Depurare le acque reflue, insomma gli scarichi delle città, per trasformarle in risorse idriche per i campi agricoli. Una soluzione circolare, realizzata nell’impianto di Peschiera Borromeo del Gruppo Cap, la società che si occupa del servizio idrico in provincia di Milano, per affrontare in modo concreto la carenza in Italia di oro blu. L’acqua che manca: oggi fonte di preoccupazione, domani un problema nazionale. Una soluzione alla sua crescente scarsità si chiama Sanitation safety plan (Ssp), un modello innovativo a livello internazionale applicato nel depuratore lombardo in base a un nuovo regolamento europeo sull’uso delle acque reflue.

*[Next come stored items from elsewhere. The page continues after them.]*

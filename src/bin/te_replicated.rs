//! 复制式形态的流量工程仿真
//!
//! 模拟多进程部署：拓扑整体复制，每个 worker 私有负载矩阵，
//! 事件下标轮转分配，结束时归并流量总量。

use std::path::PathBuf;

use clap::Parser;
use tesim_rs::run::{DeployMode, RunCoordinator, ScenarioSpec};

#[derive(Debug, Parser)]
#[command(
    name = "te-replicated",
    about = "复制式形态：各 worker 独立记账的流量准入仿真"
)]
struct Args {
    /// Scenario JSON file; CLI flags below override individual fields
    #[arg(long)]
    scenario: Option<PathBuf>,

    /// Number of nodes in the synthetic topology
    #[arg(long)]
    nodes: Option<usize>,

    /// Uniform link bandwidth (also the packet size upper bound)
    #[arg(long)]
    max_bandwidth: Option<u32>,

    /// Number of traffic demand events
    #[arg(long)]
    simulations: Option<u64>,

    /// Worker count (stands in for process ranks)
    #[arg(long)]
    workers: Option<usize>,

    /// Base seed for topology and demand streams
    #[arg(long)]
    seed: Option<u64>,

    /// Probability that a directed edge exists
    #[arg(long)]
    edge_probability: Option<f64>,
}

fn main() {
    // 初始化 tracing
    tracing_subscriber::fmt()
        .with_env_filter(
            tracing_subscriber::EnvFilter::try_from_default_env()
                .unwrap_or_else(|_| tracing_subscriber::EnvFilter::new("info")),
        )
        .with_file(true)
        .with_line_number(true)
        .with_target(true)
        .init();

    let args = Args::parse();

    let mut spec = match &args.scenario {
        Some(path) => match ScenarioSpec::load(path) {
            Ok(spec) => spec,
            Err(err) => {
                eprintln!("failed to load scenario: {err}");
                std::process::exit(2);
            }
        },
        None => ScenarioSpec::default(),
    };
    if let Some(nodes) = args.nodes {
        spec.nodes = nodes;
    }
    if let Some(max_bandwidth) = args.max_bandwidth {
        spec.max_bandwidth = max_bandwidth;
    }
    if let Some(simulations) = args.simulations {
        spec.simulations = simulations;
    }
    if let Some(workers) = args.workers {
        spec.workers = workers;
    }
    if let Some(seed) = args.seed {
        spec.seed = seed;
    }
    if let Some(edge_probability) = args.edge_probability {
        spec.edge_probability = edge_probability;
    }
    // 复制式形态没有全局负载矩阵，不产出 CSV 工件
    spec.csv_out = None;

    let report = RunCoordinator::new(spec, DeployMode::Replicated).run();

    println!(
        "shortest paths: {:.4?}, total: {:.4?}",
        report.path_elapsed, report.total_elapsed
    );
    println!("Total Traffic Routed: {}", report.stats.routed_total);
}
use std::path::PathBuf;
use thiserror::Error;

#[derive(Debug, Error)]
pub enum ProjectError {
    #[error("IO error: {0}")]
    Io(#[from] std::io::Error),

    #[error("Generation manifest not found: {path}")]
    ManifestNotFound { path: String },

    #[error("Failed to parse generation manifest {path}: {error}")]
    ManifestParse { path: String, error: String },

    #[error("Unsupported host platform {platform}")]
    UnsupportedHostPlatform { platform: String },

    #[error("Target {target} cannot be built for {platform} {configuration}")]
    Unbuildable {
        target: String,
        platform: String,
        configuration: String,
    },

    #[error("Target {target} has no executable binary")]
    NoExecutable { target: String },

    #[error("Failed to write project descriptor {path}: {source}")]
    DescriptorWrite {
        path: PathBuf,
        #[source]
        source: std::io::Error,
    },

    #[error("Failed to serialize project descriptor: {0}")]
    Serialize(#[from] serde_json::Error),
}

Quello di Peschiera Borromeo, a sud-est di Milano, è il primo in Italia, altri sono stati avviati in depuratori a Parigi, Sofia e in Germania, seguendo standard consigliati da tempo anche dall’Organizzazione mondiale della sanità sui trattamenti di controllo e monitoraggio dell’acqua. L’obiettivo è chiudere l’anello del recupero delle acque reflue che oggi, una volta depurate, arriva solo ai correnti d’acqua superficiali. E invece così potrebbe servire soprattutto al settore primario, date le ultime stagioni in cui la siccità nel comparto agricolo italiano si è rivelata inedita rispetto agli ultimi 30 anni.
L’acqua depurata contro la siccità
Sostanzialmente, l’Ssp è un sistema innovativo perché normalmente l’acqua depurata non è ceduta ai campi agricoli limitrofi, ma depurata e scaricata nei corsi idrici. Invece in questo modo l’acqua è direttamente coinvolta nel ciclo di coltivazioni e di riflesso diminuisce la domanda idrica. Oggi l’uso dell’acqua in agricoltura assorbe il 55% della domanda di risorse idriche in Italia, solo un terzo va invece per usi industriali e meno di un quinto in usi civili. Secondo Confagricoltura, la siccità degli ultimi anni ha provocato danni al settore per 15 miliardi di euro. E un rapporto della Fao, l’organizzazione dell’Onu che sovrintende all’alimentazione, sugli effetti delle calamità naturali in agricoltura stima in futuro per l’Italia una perdita di un miliardo l’anno in termini di qualità e quantità dei raccolti.
Così da noi come in tutto il mondo i cambiamenti climatici impongono di recuperare quanta più acqua possibile. Ma se pensiamo alle piogge in Italia (circa 300 miliardi di metri cubi d’acqua dal cielo ogni anno), riusciamo a recuperarne appena l’11% a causa delle carenze infrastrutturali. Stesso motivo per cui è risaputo – il che lo rende un fatto ancora più grave – che la rete dell’acqua potabile ha un tasso di dispersione del 42% tra immessa ed erogata, a causa di una rete infrastrutturale che più che vecchia è ormai antica. Come vecchia e sempre valida è anche la soluzione: servono piani di investimento pubblico, ma mancano le risorse. Limite confermato dal fatto che l’Italia è al terzultimo posto in Europa per investimenti nel settore idrico: da noi si spendono circa 40 euro l’anno per abitante, quando la media europea si aggira sui 100. Ecco perché il modello del Sanitation safety plan, utile in generale, risponde ad una necessità concreta in Italia, dove le carenze infrastrutturali della rete aggravano gli effetti del climate change in agricoltura.
Cos’è il Sanitation Safety Plan
L’ Ssp risponde al rebel yell contemporaneo della transizione ecologica, quel “go circular” erede del canonico “go green”: ogni soluzione di economia circolare appare una scelta di resilienza vincente, specie se abbinata a processi basati su soluzioni naturali (nature based solutions). “Il Sanitation Safety Plan nel depuratore di Peschiera Borromeo è un modello frutto della collaborazione con l’Istituto superiore disanità, il Politecnico di Milano e l’Università del South Carolina, che grazie a soluzioni 4.0, ha consentito il monitoraggio continuo e il controllo costante della qualità delle acque trattate. I risultati che abbiamo ottenuto sono stati più che positivi, e oggi siamo pronti a replicare il modello su scala industriale”, ha commentato Alessandro Russo, amministratore delegato di Gruppo Cap.